*ABOUT THIS TASK*:
Go through the entries below and copy each line that holds the word "ignored".

(Items from a data source)

[Start of section]

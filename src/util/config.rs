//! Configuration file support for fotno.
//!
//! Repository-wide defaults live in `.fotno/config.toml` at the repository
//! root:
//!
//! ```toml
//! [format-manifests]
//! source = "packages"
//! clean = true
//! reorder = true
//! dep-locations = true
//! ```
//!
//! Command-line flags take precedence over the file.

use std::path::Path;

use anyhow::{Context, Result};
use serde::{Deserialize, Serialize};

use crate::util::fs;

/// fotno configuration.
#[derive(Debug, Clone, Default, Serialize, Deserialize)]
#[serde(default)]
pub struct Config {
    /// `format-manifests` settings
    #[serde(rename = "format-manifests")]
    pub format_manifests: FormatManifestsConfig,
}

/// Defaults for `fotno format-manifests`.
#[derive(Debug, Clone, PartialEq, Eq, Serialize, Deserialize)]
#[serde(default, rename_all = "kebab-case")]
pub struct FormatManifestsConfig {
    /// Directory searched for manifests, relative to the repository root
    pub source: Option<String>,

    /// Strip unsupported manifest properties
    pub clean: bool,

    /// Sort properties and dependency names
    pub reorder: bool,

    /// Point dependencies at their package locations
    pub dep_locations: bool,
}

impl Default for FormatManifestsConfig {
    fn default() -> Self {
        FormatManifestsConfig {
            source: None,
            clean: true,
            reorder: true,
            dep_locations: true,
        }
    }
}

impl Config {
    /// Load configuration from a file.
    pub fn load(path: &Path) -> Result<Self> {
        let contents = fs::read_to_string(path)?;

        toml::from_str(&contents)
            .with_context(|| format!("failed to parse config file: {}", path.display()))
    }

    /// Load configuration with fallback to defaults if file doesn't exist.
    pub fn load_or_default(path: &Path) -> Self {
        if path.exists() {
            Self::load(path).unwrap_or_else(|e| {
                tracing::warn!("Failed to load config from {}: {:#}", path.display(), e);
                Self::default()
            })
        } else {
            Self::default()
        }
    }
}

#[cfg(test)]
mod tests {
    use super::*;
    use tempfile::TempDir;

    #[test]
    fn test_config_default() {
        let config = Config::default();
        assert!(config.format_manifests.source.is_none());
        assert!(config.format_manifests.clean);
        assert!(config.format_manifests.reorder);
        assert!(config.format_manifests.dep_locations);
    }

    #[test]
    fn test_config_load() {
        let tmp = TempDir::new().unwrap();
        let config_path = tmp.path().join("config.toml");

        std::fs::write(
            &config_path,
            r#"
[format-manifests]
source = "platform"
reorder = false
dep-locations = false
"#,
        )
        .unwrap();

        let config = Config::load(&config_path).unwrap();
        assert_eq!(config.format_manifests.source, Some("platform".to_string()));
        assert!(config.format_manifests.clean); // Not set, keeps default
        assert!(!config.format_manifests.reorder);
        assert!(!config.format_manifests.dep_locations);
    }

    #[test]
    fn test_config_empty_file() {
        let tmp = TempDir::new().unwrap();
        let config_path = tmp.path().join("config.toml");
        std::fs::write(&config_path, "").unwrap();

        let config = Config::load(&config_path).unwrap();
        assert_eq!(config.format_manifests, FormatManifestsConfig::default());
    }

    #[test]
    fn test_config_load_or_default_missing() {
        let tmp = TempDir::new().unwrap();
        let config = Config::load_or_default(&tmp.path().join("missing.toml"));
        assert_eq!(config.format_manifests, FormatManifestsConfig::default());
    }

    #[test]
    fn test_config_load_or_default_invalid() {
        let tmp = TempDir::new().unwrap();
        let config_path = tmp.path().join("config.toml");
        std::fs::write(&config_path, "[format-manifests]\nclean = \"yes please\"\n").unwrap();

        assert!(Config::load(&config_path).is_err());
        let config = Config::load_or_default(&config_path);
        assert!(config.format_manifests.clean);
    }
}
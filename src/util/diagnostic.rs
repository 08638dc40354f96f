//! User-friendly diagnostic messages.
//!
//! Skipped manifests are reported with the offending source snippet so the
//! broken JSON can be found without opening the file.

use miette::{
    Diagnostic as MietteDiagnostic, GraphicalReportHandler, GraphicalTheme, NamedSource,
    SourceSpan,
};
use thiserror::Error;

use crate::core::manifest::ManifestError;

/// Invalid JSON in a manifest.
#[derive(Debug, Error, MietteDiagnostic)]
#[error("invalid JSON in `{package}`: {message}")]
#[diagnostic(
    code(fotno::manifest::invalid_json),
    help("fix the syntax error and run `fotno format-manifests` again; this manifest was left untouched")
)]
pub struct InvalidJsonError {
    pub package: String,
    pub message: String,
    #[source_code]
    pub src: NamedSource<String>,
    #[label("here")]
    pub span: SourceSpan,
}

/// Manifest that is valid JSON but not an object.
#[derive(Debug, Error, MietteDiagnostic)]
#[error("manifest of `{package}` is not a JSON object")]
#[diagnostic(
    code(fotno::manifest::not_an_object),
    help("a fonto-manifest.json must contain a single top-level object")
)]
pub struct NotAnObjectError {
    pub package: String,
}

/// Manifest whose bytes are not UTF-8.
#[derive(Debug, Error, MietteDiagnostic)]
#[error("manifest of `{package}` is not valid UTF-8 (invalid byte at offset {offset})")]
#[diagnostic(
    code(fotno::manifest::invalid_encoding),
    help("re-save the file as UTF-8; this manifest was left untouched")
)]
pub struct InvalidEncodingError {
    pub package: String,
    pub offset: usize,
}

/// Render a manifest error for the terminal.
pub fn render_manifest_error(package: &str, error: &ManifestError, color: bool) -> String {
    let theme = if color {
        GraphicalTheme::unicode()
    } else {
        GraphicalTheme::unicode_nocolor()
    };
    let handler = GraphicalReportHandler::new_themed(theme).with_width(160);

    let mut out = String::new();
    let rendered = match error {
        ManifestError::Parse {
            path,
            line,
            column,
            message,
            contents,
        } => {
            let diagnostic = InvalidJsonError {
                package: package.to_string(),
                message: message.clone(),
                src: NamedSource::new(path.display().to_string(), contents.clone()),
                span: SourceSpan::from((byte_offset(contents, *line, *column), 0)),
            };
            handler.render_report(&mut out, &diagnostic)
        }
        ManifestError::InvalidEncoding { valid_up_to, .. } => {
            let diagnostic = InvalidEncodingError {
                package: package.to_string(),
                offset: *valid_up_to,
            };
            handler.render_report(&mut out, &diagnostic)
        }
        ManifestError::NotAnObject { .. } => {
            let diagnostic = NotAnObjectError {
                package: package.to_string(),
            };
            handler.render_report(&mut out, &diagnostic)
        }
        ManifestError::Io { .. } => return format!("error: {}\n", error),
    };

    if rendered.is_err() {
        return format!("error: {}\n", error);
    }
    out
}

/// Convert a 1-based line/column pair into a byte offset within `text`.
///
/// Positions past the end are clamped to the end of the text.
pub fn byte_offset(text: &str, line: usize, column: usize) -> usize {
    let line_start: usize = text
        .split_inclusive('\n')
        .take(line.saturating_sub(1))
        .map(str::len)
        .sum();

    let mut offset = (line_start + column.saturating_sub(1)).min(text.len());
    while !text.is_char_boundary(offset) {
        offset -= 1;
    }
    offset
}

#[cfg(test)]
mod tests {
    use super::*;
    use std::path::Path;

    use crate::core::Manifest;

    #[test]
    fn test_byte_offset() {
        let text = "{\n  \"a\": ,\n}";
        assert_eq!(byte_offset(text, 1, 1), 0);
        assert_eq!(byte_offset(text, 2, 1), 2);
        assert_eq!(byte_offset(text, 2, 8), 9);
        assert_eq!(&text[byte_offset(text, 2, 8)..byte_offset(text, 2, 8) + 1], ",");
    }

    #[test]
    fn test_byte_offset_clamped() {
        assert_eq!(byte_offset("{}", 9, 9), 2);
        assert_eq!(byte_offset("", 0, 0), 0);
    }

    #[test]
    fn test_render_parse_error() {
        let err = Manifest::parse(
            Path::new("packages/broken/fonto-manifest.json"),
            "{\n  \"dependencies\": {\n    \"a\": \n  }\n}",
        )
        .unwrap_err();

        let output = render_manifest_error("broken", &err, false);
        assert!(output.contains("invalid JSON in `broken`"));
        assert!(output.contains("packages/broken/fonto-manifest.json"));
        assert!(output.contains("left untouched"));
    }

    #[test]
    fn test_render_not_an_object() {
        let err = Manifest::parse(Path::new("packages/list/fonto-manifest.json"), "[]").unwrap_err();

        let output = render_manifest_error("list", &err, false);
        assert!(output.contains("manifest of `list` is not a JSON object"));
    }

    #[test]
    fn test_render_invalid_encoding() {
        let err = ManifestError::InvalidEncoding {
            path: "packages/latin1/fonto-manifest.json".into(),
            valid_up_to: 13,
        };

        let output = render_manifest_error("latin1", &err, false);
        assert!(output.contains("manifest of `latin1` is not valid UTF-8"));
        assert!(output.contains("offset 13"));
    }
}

[End of section]
[Start of section]

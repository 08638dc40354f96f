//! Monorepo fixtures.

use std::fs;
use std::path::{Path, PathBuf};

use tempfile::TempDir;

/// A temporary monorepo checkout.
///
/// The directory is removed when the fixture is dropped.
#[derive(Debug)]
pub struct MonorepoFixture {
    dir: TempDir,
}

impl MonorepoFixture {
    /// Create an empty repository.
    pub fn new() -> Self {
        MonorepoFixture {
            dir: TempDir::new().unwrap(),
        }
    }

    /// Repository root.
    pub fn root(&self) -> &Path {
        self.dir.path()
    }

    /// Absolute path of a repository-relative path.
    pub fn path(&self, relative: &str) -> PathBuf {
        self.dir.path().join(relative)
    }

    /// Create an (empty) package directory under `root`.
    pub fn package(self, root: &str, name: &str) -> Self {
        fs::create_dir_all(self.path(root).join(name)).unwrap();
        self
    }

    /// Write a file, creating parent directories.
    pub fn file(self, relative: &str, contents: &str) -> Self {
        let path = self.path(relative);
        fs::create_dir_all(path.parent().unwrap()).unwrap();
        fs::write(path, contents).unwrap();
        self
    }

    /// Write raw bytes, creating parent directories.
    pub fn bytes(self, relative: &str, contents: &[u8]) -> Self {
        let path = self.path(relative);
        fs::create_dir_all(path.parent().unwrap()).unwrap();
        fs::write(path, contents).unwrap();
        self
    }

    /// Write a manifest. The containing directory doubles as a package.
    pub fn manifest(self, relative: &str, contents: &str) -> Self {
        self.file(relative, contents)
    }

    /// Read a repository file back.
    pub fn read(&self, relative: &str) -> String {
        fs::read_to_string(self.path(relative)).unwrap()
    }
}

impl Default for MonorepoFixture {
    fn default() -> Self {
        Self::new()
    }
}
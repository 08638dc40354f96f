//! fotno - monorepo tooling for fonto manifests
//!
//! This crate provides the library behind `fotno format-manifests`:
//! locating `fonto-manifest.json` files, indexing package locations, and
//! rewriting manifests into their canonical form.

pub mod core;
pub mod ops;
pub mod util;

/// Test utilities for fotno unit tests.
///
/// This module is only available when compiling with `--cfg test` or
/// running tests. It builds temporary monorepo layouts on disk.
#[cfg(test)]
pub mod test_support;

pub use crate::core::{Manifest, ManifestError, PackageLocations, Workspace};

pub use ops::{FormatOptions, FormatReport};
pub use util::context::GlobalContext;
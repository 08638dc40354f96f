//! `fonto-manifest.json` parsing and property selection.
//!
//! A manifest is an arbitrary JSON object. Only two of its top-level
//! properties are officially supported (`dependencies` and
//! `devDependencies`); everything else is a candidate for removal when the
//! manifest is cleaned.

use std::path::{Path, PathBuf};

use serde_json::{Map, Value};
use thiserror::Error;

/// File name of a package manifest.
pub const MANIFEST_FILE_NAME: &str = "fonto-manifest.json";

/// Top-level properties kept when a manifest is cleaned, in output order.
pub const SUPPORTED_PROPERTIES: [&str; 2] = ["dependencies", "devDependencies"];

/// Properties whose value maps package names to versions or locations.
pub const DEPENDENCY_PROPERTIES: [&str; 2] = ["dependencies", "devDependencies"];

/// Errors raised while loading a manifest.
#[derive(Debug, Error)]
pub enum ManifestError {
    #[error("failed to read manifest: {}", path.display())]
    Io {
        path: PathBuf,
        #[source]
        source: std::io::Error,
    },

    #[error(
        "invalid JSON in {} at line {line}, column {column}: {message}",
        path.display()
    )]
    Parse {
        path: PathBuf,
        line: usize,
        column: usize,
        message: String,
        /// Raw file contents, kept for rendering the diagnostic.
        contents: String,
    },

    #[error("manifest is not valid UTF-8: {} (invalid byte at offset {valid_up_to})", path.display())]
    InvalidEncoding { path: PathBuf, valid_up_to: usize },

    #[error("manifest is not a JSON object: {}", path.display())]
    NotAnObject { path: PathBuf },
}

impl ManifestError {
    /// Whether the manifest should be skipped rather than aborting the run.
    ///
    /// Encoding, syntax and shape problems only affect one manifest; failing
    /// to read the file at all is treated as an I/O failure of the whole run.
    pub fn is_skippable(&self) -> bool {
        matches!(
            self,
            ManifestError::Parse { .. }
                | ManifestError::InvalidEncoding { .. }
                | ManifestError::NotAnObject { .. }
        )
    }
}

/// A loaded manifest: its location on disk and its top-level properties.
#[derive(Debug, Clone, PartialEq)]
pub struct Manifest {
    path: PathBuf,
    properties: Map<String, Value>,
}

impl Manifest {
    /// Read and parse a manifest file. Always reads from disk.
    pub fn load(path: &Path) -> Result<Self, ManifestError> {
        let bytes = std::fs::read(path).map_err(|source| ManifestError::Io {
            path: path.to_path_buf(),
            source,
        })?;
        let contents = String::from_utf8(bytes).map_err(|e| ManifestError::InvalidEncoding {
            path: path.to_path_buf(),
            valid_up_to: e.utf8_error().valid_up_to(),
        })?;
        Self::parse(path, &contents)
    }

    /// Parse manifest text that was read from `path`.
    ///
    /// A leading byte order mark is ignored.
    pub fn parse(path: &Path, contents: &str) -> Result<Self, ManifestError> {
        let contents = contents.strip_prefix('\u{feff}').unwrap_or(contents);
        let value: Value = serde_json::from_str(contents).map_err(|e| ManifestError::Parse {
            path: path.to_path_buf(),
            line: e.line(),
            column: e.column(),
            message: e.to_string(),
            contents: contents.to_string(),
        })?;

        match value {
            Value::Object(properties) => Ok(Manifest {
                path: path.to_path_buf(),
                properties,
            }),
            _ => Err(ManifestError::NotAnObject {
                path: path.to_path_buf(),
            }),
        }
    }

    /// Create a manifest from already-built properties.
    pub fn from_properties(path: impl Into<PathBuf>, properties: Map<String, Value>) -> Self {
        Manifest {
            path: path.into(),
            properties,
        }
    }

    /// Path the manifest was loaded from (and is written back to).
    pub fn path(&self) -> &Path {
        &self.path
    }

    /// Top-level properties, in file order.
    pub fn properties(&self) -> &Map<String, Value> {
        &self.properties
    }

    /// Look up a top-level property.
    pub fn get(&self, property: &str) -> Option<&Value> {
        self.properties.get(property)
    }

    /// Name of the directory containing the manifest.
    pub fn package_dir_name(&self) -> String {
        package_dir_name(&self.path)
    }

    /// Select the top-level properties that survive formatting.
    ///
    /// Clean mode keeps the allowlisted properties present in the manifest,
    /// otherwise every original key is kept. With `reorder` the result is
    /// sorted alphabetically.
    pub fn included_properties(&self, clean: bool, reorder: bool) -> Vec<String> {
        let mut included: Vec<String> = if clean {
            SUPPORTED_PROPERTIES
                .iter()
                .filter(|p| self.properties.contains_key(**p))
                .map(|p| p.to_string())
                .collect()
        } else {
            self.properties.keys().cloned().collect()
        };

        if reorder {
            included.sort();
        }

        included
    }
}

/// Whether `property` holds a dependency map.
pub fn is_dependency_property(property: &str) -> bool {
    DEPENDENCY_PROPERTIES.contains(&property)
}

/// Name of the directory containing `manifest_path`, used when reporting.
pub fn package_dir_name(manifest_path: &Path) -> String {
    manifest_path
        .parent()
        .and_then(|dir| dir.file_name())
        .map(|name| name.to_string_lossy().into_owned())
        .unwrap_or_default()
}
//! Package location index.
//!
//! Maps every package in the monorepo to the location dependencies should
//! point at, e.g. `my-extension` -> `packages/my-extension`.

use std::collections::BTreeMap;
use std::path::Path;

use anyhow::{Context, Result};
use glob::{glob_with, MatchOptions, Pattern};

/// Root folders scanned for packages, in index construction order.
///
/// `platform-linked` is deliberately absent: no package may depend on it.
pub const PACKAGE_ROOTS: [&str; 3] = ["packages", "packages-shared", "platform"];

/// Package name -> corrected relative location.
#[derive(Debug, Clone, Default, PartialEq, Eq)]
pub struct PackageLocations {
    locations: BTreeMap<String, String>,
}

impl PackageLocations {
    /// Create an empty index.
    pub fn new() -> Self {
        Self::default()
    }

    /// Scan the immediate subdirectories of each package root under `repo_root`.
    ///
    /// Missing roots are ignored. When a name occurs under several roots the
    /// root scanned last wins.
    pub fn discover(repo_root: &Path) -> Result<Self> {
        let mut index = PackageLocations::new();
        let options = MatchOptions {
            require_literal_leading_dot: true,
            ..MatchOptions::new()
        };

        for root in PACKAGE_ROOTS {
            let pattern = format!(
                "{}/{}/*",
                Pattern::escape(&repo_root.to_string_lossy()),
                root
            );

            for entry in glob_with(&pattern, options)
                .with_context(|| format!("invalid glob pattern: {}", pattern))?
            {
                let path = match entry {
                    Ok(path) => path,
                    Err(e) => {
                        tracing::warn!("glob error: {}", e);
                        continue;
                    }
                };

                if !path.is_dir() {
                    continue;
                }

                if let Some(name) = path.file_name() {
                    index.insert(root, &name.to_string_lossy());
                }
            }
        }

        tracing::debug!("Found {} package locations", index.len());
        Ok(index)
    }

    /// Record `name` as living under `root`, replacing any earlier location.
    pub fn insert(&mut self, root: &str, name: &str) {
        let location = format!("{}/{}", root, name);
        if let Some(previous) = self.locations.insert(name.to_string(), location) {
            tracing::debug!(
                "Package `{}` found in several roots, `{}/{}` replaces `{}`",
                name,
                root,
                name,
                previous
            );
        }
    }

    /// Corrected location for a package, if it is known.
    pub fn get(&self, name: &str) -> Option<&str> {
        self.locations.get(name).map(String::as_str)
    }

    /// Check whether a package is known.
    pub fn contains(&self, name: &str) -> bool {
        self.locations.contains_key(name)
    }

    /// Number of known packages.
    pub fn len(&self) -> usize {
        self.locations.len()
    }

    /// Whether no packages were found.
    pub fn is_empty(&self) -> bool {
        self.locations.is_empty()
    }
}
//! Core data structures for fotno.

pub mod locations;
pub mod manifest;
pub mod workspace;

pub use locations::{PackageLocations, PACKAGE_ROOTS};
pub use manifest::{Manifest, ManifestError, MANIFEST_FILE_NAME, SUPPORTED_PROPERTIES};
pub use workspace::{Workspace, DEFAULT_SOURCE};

[End of section]

*SOLUTION TO THE PROBLEM*:
    /// A leading byte order mark is ignored.
    /// Missing roots are ignored. When a name occurs under several roots the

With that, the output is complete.